*** Records for the task Section Begins ***
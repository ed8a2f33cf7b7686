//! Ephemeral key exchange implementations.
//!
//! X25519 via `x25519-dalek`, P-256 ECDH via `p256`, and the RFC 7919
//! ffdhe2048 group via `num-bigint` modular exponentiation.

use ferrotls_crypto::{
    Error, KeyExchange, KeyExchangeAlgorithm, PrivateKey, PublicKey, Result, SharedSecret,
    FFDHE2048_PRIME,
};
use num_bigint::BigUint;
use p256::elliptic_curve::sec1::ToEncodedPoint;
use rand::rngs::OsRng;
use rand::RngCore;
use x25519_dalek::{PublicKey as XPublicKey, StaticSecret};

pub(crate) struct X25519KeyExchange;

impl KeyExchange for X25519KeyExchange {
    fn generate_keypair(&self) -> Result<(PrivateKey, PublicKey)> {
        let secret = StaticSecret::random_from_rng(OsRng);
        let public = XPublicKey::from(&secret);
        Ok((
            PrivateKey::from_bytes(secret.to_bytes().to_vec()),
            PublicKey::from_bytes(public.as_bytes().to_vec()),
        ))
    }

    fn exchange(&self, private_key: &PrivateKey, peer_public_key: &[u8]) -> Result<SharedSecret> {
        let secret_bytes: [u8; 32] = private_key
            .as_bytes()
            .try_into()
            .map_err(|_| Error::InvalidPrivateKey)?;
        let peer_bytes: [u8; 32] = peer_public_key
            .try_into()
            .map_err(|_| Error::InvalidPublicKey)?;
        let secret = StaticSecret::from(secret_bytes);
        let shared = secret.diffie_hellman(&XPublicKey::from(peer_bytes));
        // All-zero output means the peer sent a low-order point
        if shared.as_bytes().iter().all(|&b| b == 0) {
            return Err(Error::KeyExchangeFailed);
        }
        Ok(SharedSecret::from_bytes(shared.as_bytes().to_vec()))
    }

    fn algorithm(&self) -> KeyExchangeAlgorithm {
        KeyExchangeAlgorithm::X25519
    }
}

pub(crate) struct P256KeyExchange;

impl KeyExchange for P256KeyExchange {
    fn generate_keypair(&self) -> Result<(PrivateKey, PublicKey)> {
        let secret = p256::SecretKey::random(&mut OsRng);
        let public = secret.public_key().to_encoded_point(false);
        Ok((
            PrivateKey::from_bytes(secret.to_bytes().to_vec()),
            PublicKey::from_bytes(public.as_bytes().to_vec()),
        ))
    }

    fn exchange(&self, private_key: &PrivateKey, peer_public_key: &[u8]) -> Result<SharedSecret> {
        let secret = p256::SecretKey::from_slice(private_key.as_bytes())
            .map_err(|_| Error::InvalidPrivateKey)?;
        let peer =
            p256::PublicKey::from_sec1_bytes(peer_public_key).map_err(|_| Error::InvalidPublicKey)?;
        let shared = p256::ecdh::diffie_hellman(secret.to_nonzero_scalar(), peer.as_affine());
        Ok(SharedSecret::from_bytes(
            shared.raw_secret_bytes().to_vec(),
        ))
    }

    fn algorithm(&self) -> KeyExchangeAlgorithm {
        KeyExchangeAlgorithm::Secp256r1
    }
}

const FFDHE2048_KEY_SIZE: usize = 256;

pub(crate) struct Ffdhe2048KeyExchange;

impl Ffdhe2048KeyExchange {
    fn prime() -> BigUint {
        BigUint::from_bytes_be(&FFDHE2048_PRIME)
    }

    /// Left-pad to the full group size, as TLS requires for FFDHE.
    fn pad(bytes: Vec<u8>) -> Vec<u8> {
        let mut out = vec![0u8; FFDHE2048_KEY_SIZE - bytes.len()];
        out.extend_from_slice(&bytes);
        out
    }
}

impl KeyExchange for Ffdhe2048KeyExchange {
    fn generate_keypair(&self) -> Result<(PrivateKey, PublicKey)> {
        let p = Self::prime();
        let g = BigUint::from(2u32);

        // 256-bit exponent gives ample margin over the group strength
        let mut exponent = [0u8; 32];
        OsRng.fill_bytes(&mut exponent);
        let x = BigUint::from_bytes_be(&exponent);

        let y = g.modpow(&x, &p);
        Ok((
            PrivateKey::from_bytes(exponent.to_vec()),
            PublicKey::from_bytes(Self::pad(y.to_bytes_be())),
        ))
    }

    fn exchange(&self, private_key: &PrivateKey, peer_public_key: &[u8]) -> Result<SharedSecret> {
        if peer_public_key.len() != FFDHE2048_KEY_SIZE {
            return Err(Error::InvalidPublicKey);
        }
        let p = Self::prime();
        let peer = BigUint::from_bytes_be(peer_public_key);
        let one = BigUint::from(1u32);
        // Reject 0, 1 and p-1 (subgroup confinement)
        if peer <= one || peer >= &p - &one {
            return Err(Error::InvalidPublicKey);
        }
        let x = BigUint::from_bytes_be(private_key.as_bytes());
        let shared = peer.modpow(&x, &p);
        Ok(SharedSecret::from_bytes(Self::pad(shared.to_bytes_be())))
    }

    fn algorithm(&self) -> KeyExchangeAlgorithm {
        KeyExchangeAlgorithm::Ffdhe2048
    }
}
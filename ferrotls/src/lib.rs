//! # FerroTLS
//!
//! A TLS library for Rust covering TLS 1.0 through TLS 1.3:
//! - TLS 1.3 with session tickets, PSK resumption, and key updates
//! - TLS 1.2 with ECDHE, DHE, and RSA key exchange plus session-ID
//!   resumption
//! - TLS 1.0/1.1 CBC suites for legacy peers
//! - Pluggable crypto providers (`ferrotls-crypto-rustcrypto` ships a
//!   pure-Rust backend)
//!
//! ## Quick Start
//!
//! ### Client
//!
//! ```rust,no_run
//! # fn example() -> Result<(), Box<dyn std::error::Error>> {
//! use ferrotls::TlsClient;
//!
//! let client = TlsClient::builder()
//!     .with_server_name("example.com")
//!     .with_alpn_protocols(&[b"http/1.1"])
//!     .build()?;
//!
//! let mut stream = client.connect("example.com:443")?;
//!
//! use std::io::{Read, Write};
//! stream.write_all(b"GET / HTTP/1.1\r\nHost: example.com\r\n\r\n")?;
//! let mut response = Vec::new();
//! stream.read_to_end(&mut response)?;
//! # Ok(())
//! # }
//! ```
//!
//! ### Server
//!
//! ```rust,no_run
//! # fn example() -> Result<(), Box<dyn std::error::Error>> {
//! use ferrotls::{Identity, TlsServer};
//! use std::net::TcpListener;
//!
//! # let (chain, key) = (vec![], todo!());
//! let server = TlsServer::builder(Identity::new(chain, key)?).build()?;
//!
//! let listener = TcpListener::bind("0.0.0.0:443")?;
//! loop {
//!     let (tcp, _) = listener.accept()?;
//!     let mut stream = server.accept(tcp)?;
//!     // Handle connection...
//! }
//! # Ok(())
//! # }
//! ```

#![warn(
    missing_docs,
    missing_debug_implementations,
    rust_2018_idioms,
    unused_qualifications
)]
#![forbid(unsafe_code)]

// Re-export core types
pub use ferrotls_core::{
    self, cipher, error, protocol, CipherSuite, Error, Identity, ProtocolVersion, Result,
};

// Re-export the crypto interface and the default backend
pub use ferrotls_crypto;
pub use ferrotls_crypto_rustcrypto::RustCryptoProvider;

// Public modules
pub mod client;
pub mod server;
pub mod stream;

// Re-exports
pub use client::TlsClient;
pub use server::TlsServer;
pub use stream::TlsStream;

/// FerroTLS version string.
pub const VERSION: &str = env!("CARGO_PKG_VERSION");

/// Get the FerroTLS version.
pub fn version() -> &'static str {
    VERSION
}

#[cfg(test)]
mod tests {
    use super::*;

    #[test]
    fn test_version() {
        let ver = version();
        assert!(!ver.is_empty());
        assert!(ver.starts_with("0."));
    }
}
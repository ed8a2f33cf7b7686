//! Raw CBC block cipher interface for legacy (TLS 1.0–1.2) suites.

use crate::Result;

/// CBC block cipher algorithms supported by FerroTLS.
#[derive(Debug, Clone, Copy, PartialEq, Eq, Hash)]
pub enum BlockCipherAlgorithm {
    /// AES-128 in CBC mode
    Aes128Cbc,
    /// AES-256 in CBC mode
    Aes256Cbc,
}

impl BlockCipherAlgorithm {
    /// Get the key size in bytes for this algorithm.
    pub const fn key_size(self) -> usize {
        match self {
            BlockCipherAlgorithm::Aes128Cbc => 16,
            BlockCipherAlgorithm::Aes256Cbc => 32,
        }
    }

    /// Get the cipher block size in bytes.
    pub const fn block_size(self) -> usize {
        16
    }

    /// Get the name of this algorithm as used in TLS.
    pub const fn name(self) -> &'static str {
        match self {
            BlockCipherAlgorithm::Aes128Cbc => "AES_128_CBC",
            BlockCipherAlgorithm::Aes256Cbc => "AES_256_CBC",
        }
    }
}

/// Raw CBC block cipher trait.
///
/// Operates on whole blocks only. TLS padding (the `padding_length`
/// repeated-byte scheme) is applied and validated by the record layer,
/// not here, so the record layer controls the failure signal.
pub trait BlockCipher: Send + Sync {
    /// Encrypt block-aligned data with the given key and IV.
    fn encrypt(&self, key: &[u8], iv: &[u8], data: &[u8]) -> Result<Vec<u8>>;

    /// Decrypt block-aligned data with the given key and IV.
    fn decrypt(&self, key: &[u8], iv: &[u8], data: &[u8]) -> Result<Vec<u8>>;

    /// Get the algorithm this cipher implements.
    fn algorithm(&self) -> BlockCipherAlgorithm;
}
*** Records for the task Section Ends ***
**The task:** Identify each line in the entries with the word "chain" and copy it.

**Response to the task:**
//! # let (chain, key) = (vec![], todo!());
//! let server = TlsServer::builder(Identity::new(chain, key)?).build()?;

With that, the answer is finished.